Dr Clive Marks said the FEP was about the failure of innovation.
"The wrong people funded with the right amount of money are not the solution to the problem and never will be," he said.
"Just what has the central allocation of funds to 'research projects' delivered?
"In my view we have a failed paradigm and a bad model for innovating practical outcomes in wildlife management, because the public sector organisations and culture of wildlife research are very bad at delivering applied outcomes."
But as recently as 2012, scientists from Canberra's Institute of Applied Ecology – led by Dr Stephen Sarre – claimed the fox was "widespread in northern and eastern Tasmania."
Using DNA evidence from what they said was an "enormous scale and breadth of the scats", they argued for fox eradication processes to be implemented on a very wide scale.
Richmond, Tas, wildlife biologist Nick Mooney was one of several people to first raise concerns about the supposed presence of foxes in 2002.
"There is a long history of foxes in Tasmania, predating whatever discussion there has been lately," Mr Mooney said.
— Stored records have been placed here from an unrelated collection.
mod common;

use std::collections::HashSet;
use std::time::Duration;

use clearance_core::models::{JobStatus, JobType, NewUpload, RelocationStage};
use clearance_core::JobError;
use clearance_db::{JobRepository, UploadRepository};
use serde_json::json;

use common::{expire_all_leases, setup_test_db};

const LEASE: Duration = Duration::from_secs(60);

fn new_upload(file_id: &str) -> NewUpload {
    NewUpload {
        file_id: file_id.to_string(),
        owner_user_id: "u1".to_string(),
        original_file_name: "study.dcm".to_string(),
        object_key: format!("uploads/temp/u1/{}", file_id),
    }
}

fn is_lease_lost(err: &anyhow::Error) -> bool {
    matches!(err.downcast_ref::<JobError>(), Some(JobError::LeaseLost { .. }))
}

#[tokio::test(flavor = "multi_thread", worker_threads = 4)]
#[ignore = "requires Docker"]
async fn concurrent_dequeues_never_share_a_job() {
    let db = setup_test_db().await;
    let jobs = JobRepository::new(db.pool.clone());

    for i in 0..24 {
        jobs.enqueue(JobType::VirusScan, json!({ "uploadId": i }), 5)
            .await
            .unwrap();
    }

    let mut handles = Vec::new();
    for w in 0..8 {
        let jobs = jobs.clone();
        handles.push(tokio::spawn(async move {
            let worker_id = format!("worker-{}", w);
            let mut claimed = Vec::new();
            while let Some(job) = jobs
                .try_dequeue(JobType::VirusScan, &worker_id, LEASE)
                .await
                .unwrap()
            {
                assert_eq!(job.locked_by.as_deref(), Some(worker_id.as_str()));
                claimed.push(job.id);
            }
            claimed
        }));
    }

    let mut all = Vec::new();
    for handle in handles {
        all.extend(handle.await.unwrap());
    }

    let unique: HashSet<i64> = all.iter().copied().collect();
    assert_eq!(all.len(), 24, "every job is claimed exactly once");
    assert_eq!(unique.len(), 24);
}

#[tokio::test]
#[ignore = "requires Docker"]
async fn dequeue_is_oldest_first_and_increments_attempts_once() {
    let db = setup_test_db().await;
    let jobs = JobRepository::new(db.pool.clone());

    let first = jobs
        .enqueue(JobType::VirusScan, json!({ "uploadId": 1 }), 5)
        .await
        .unwrap();
    let second = jobs
        .enqueue(JobType::VirusScan, json!({ "uploadId": 2 }), 5)
        .await
        .unwrap();
    assert_eq!(first.attempts, 0);
    assert_eq!(first.status, JobStatus::Pending);

    let leased = jobs
        .try_dequeue(JobType::VirusScan, "worker-a", LEASE)
        .await
        .unwrap()
        .unwrap();
    assert_eq!(leased.id, first.id);
    assert_eq!(leased.attempts, 1);
    assert_eq!(leased.status, JobStatus::Processing);
    assert!(leased.locked_at.is_some());
    assert!(leased.lease_expires_at.is_some());

    let next = jobs
        .try_dequeue(JobType::VirusScan, "worker-a", LEASE)
        .await
        .unwrap()
        .unwrap();
    assert_eq!(next.id, second.id);

    // Nothing left; an empty dequeue must not touch any row.
    assert!(jobs
        .try_dequeue(JobType::VirusScan, "worker-a", LEASE)
        .await
        .unwrap()
        .is_none());
    let reloaded = jobs.get(first.id).await.unwrap().unwrap();
    assert_eq!(reloaded.attempts, 1);
}

#[tokio::test]
#[ignore = "requires Docker"]
async fn expired_lease_is_reclaimed_and_old_owner_loses_it() {
    let db = setup_test_db().await;
    let jobs = JobRepository::new(db.pool.clone());

    let job = jobs
        .enqueue(JobType::VirusScan, json!({ "uploadId": 1 }), 5)
        .await
        .unwrap();
    jobs.try_dequeue(JobType::VirusScan, "worker-a", LEASE)
        .await
        .unwrap()
        .unwrap();

    // A live lease is not eligible.
    assert!(jobs
        .try_dequeue(JobType::VirusScan, "worker-b", LEASE)
        .await
        .unwrap()
        .is_none());

    expire_all_leases(&db.pool).await;

    let reclaimed = jobs
        .try_dequeue(JobType::VirusScan, "worker-b", LEASE)
        .await
        .unwrap()
        .unwrap();
    assert_eq!(reclaimed.id, job.id);
    assert_eq!(reclaimed.attempts, 2);
    assert_eq!(reclaimed.locked_by.as_deref(), Some("worker-b"));

    let err = jobs.fail(job.id, "worker-a", "late failure").await.unwrap_err();
    assert!(is_lease_lost(&err));

    jobs.fail(job.id, "worker-b", "scan engine unavailable")
        .await
        .unwrap();
    let failed = jobs.get(job.id).await.unwrap().unwrap();
    assert_eq!(failed.status, JobStatus::Failed);
    assert_eq!(failed.last_error.as_deref(), Some("scan engine unavailable"));
    assert_eq!(failed.attempts, 2);
}

#[tokio::test]
#[ignore = "requires Docker"]
async fn terminal_jobs_are_never_selected_again() {
    let db = setup_test_db().await;
    let jobs = JobRepository::new(db.pool.clone());

    let a = jobs
        .enqueue(JobType::VirusScan, json!({ "uploadId": 1 }), 5)
        .await
        .unwrap();
    let b = jobs
        .enqueue(JobType::VirusScan, json!({ "uploadId": 2 }), 5)
        .await
        .unwrap();
    jobs.try_dequeue(JobType::VirusScan, "w", LEASE).await.unwrap();
    jobs.try_dequeue(JobType::VirusScan, "w", LEASE).await.unwrap();

    let mut tx = db.pool.begin().await.unwrap();
    jobs.complete_in_tx(&mut tx, a.id, "w").await.unwrap();
    tx.commit().await.unwrap();
    jobs.fail(b.id, "w", "nested archive").await.unwrap();

    // Even with stale lease columns, terminal rows stay put.
    sqlx::query("UPDATE jobs SET lease_expires_at = NOW() - INTERVAL '1 hour'")
        .execute(&db.pool)
        .await
        .unwrap();

    assert!(jobs
        .try_dequeue(JobType::VirusScan, "w2", LEASE)
        .await
        .unwrap()
        .is_none());
    assert_eq!(jobs.reap_exhausted_leases().await.unwrap(), 0);

    let stats = jobs.stats(JobType::VirusScan).await.unwrap();
    assert_eq!(stats.completed, 1);
    assert_eq!(stats.failed, 1);
    assert_eq!(stats.total(), 2);
}

#[tokio::test]
#[ignore = "requires Docker"]
async fn exhausted_expired_lease_is_reaped_to_failed() {
    let db = setup_test_db().await;
    let jobs = JobRepository::new(db.pool.clone());

    let job = jobs
        .enqueue(JobType::VirusScan, json!({ "uploadId": 1 }), 1)
        .await
        .unwrap();
    jobs.try_dequeue(JobType::VirusScan, "worker-a", LEASE)
        .await
        .unwrap()
        .unwrap();
    expire_all_leases(&db.pool).await;

    assert!(jobs
        .try_dequeue(JobType::VirusScan, "worker-b", LEASE)
        .await
        .unwrap()
        .is_none());

    assert_eq!(jobs.reap_exhausted_leases().await.unwrap(), 1);
    let reaped = jobs.get(job.id).await.unwrap().unwrap();
    assert_eq!(reaped.status, JobStatus::Failed);
    assert_eq!(reaped.attempts, 1);
    assert!(reaped.last_error.is_some());
}

#[tokio::test]
#[ignore = "requires Docker"]
async fn requeue_respects_backoff() {
    let db = setup_test_db().await;
    let jobs = JobRepository::new(db.pool.clone());

    let job = jobs
        .enqueue(JobType::VirusScan, json!({ "uploadId": 1 }), 5)
        .await
        .unwrap();
    jobs.try_dequeue(JobType::VirusScan, "w", LEASE).await.unwrap();

    jobs.requeue(job.id, "w", "storage timeout", Duration::from_secs(3600))
        .await
        .unwrap();
    let pending = jobs.get(job.id).await.unwrap().unwrap();
    assert_eq!(pending.status, JobStatus::Pending);
    assert!(pending.locked_by.is_none());
    assert!(jobs
        .try_dequeue(JobType::VirusScan, "w", LEASE)
        .await
        .unwrap()
        .is_none());

    sqlx::query("UPDATE jobs SET available_at = NOW() - INTERVAL '1 second'")
        .execute(&db.pool)
        .await
        .unwrap();
    let again = jobs
        .try_dequeue(JobType::VirusScan, "w", LEASE)
        .await
        .unwrap()
        .unwrap();
    assert_eq!(again.attempts, 2);
}

#[tokio::test]
#[ignore = "requires Docker"]
async fn register_creates_upload_and_job_together() {
    let db = setup_test_db().await;
    let uploads = UploadRepository::new(db.pool.clone());
    let jobs = JobRepository::new(db.pool.clone());

    let (upload, job) = uploads
        .register_completed_upload(&new_upload("f1"), 5)
        .await
        .unwrap();
    assert_eq!(upload.object_key, "uploads/temp/u1/f1");
    assert_eq!(upload.relocation_stage, RelocationStage::Pending);
    assert!(upload.scanned_at.is_none());
    assert_eq!(job.job_type, JobType::VirusScan);
    assert_eq!(job.max_attempts, 5);
    assert_eq!(job.payload, json!({ "uploadId": upload.upload_id }));

    // Duplicate file ids are refused and leave no orphan job behind.
    assert!(uploads
        .register_completed_upload(&new_upload("f1"), 5)
        .await
        .is_err());
    let stats = jobs.stats(JobType::VirusScan).await.unwrap();
    assert_eq!(stats.total(), 1);
}

#[tokio::test]
#[ignore = "requires Docker"]
async fn finalize_with_lost_lease_rolls_back_upload_update() {
    let db = setup_test_db().await;
    let uploads = UploadRepository::new(db.pool.clone());
    let jobs = JobRepository::new(db.pool.clone());

    let (upload, job) = uploads
        .register_completed_upload(&new_upload("f2"), 5)
        .await
        .unwrap();
    jobs.try_dequeue(JobType::VirusScan, "owner", LEASE)
        .await
        .unwrap()
        .unwrap();

    uploads
        .record_scan_result(upload.upload_id, true, "stream: Eicar-Signature FOUND\0")
        .await
        .unwrap();
    uploads
        .mark_relocation_copied(upload.upload_id)
        .await
        .unwrap();

    let err = uploads
        .finalize_relocation(upload.upload_id, "uploads/scanned/u1/f2", job.id, "intruder")
        .await
        .unwrap_err();
    assert!(is_lease_lost(&err));

    let unchanged = uploads.get(upload.upload_id).await.unwrap().unwrap();
    assert_eq!(unchanged.object_key, "uploads/temp/u1/f2");
    assert_eq!(unchanged.relocation_stage, RelocationStage::Copied);
    assert!(unchanged.virus_detected_at.is_some());
    assert!(unchanged.scanned_at.is_some());

    uploads
        .finalize_relocation(upload.upload_id, "uploads/scanned/u1/f2", job.id, "owner")
        .await
        .unwrap();
    let done = uploads.get_by_file_id("f2").await.unwrap().unwrap();
    assert_eq!(done.object_key, "uploads/scanned/u1/f2");
    assert_eq!(done.relocation_stage, RelocationStage::Completed);
    let completed = jobs.get(job.id).await.unwrap().unwrap();
    assert_eq!(completed.status, JobStatus::Completed);
}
"For instance, one was caught in a rabbit trap at Riverside in 2001."
Asked last week how foxes entered Tasmania, he said the evidence was so strong something substantial had to be done.
"There were a number of carcasses, including one fox with an endemic species in its gut (a long-tailed mouse), and scats with DNA," Mr Mooney said.
"It hasn't been shown to be a hoax whatsoever."
But he did not know how foxes came to be in Tasmania.
"We are pretty damned certain one came off a boat in 1998," he said.
"That's substantial, a couple of sets of fox footprints are substantial – there is enough evidence to make you want to do something.
"If you sit back and wait until everyone is sure nothing might happen, you might have a total catastrophe on your hands."
The former Pest Animal Control Co-operative Research Centre head, Tony Peacock, said it was a good sign that no foxes had been found in Tasmania.
"If there are foxes, it is a very small number, but it is all about your attitude to risk," Mr Peacock said.
He acknowledged there were issues with the program, including the collecting and testing of fox scats.
"No-one ever thought you had to collect samples as if it was a murder scene – to criticise them (the officers collecting the scats) is a bit rough," Mr Peacock said.
"But I think if it was a hoax, it was a bloody good one and it took us in."